AIM OF THE EXERCISE | The lines to reproduce from the material below are those from the one containing "self.reader = Some(reader);" through the one containing "async fn test_send_before_connect_fails()", both included; write them out exactly and add nothing.

TASK DATA |
****************

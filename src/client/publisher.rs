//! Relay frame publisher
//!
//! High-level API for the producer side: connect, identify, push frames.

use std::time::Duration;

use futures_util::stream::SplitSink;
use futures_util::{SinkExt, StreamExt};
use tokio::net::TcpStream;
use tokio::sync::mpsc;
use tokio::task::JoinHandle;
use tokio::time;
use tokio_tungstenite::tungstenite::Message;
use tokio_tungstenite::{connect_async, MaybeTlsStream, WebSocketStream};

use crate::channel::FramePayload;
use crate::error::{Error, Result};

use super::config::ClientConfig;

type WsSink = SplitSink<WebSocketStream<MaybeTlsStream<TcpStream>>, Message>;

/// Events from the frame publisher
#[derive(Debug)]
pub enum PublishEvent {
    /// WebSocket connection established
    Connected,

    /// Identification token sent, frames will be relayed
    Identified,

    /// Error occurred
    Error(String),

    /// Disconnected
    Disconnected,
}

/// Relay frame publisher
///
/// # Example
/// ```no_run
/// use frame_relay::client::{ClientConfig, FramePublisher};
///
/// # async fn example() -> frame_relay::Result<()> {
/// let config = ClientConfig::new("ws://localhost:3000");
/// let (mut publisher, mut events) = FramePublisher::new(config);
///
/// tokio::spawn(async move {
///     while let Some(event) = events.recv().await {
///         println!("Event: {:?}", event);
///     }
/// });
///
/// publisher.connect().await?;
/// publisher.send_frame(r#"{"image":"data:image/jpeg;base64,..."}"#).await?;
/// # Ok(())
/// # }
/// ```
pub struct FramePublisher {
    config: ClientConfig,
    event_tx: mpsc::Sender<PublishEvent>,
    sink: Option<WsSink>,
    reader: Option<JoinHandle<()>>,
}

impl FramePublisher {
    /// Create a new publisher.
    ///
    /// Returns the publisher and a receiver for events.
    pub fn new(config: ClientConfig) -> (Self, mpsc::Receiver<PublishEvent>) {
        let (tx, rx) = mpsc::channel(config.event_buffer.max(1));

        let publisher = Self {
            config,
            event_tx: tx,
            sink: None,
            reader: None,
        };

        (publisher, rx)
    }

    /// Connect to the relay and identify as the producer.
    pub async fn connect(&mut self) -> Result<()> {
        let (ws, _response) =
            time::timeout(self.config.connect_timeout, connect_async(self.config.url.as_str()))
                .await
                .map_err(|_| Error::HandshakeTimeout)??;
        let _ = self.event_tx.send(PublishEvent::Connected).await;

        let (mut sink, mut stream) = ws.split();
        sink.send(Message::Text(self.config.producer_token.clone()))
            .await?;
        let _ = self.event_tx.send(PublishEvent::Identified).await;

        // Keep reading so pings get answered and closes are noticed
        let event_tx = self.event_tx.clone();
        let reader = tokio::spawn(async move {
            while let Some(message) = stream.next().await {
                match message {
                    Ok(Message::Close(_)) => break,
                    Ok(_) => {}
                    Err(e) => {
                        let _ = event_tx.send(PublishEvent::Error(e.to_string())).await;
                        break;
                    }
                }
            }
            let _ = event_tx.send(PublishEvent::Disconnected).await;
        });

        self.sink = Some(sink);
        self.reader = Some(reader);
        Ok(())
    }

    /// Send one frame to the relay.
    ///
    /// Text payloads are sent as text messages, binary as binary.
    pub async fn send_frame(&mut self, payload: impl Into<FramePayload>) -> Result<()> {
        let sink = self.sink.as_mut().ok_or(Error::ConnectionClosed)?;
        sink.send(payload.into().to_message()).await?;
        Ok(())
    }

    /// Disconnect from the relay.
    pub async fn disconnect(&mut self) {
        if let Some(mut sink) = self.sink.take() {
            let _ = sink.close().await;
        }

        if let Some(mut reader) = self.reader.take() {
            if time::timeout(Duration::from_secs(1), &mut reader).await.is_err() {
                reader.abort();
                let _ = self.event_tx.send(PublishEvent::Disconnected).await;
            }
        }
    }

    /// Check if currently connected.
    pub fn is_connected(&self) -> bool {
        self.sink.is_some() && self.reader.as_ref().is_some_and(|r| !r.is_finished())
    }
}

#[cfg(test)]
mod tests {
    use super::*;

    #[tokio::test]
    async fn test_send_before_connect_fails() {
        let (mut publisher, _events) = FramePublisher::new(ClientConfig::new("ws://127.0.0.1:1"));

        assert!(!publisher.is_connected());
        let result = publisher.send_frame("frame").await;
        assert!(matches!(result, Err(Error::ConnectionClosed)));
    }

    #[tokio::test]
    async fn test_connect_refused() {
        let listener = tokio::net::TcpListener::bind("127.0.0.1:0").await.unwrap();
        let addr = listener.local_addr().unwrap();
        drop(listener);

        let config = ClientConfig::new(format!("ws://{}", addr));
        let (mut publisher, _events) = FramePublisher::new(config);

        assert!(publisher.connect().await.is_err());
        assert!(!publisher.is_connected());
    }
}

****************

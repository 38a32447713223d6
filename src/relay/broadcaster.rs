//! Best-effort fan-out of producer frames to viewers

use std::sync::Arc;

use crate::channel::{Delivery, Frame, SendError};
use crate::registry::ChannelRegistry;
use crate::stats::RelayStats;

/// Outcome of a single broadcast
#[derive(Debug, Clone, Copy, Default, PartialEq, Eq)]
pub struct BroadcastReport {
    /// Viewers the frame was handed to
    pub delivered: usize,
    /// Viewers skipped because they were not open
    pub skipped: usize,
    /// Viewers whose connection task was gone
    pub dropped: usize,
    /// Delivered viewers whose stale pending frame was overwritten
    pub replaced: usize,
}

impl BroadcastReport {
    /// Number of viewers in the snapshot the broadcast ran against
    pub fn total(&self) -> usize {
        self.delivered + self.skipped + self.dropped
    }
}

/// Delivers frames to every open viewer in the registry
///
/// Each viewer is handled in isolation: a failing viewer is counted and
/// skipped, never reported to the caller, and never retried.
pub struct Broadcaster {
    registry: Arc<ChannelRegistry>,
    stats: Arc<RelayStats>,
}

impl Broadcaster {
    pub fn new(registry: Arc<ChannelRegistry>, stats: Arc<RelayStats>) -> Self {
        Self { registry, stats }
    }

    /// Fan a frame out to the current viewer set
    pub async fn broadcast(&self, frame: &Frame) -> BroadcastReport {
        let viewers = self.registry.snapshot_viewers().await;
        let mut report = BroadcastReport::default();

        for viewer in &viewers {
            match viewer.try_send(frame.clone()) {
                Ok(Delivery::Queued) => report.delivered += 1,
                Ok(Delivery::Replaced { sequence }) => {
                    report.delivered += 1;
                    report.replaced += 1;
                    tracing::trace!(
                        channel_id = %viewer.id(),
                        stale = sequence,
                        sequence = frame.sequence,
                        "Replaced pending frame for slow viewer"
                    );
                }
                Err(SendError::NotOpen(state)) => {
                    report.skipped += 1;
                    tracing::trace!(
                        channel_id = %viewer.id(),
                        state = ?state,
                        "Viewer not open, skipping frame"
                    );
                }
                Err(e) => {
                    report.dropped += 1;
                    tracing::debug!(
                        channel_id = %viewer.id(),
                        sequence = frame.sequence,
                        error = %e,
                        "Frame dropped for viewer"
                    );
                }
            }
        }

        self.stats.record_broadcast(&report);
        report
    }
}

****************

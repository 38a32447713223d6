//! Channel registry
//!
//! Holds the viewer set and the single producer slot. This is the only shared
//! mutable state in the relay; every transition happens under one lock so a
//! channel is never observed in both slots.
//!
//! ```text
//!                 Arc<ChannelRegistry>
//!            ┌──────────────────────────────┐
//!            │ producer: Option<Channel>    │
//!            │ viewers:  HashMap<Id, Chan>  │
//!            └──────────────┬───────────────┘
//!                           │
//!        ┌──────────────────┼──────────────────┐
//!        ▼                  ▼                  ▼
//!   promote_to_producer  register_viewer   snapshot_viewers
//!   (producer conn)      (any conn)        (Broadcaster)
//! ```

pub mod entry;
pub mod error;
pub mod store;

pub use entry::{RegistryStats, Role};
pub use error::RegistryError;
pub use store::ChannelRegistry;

****************

SOLUTION |
        self.reader = Some(reader);
        Ok(())
    }

    /// Send one frame to the relay.
    ///
    /// Text payloads are sent as text messages, binary as binary.
    pub async fn send_frame(&mut self, payload: impl Into<FramePayload>) -> Result<()> {
        let sink = self.sink.as_mut().ok_or(Error::ConnectionClosed)?;
        sink.send(payload.into().to_message()).await?;
        Ok(())
    }

    /// Disconnect from the relay.
    pub async fn disconnect(&mut self) {
        if let Some(mut sink) = self.sink.take() {
            let _ = sink.close().await;
        }

        if let Some(mut reader) = self.reader.take() {
            if time::timeout(Duration::from_secs(1), &mut reader).await.is_err() {
                reader.abort();
                let _ = self.event_tx.send(PublishEvent::Disconnected).await;
            }
        }
    }

    /// Check if currently connected.
    pub fn is_connected(&self) -> bool {
        self.sink.is_some() && self.reader.as_ref().is_some_and(|r| !r.is_finished())
    }
}

#[cfg(test)]
mod tests {
    use super::*;

    #[tokio::test]
    async fn test_send_before_connect_fails() {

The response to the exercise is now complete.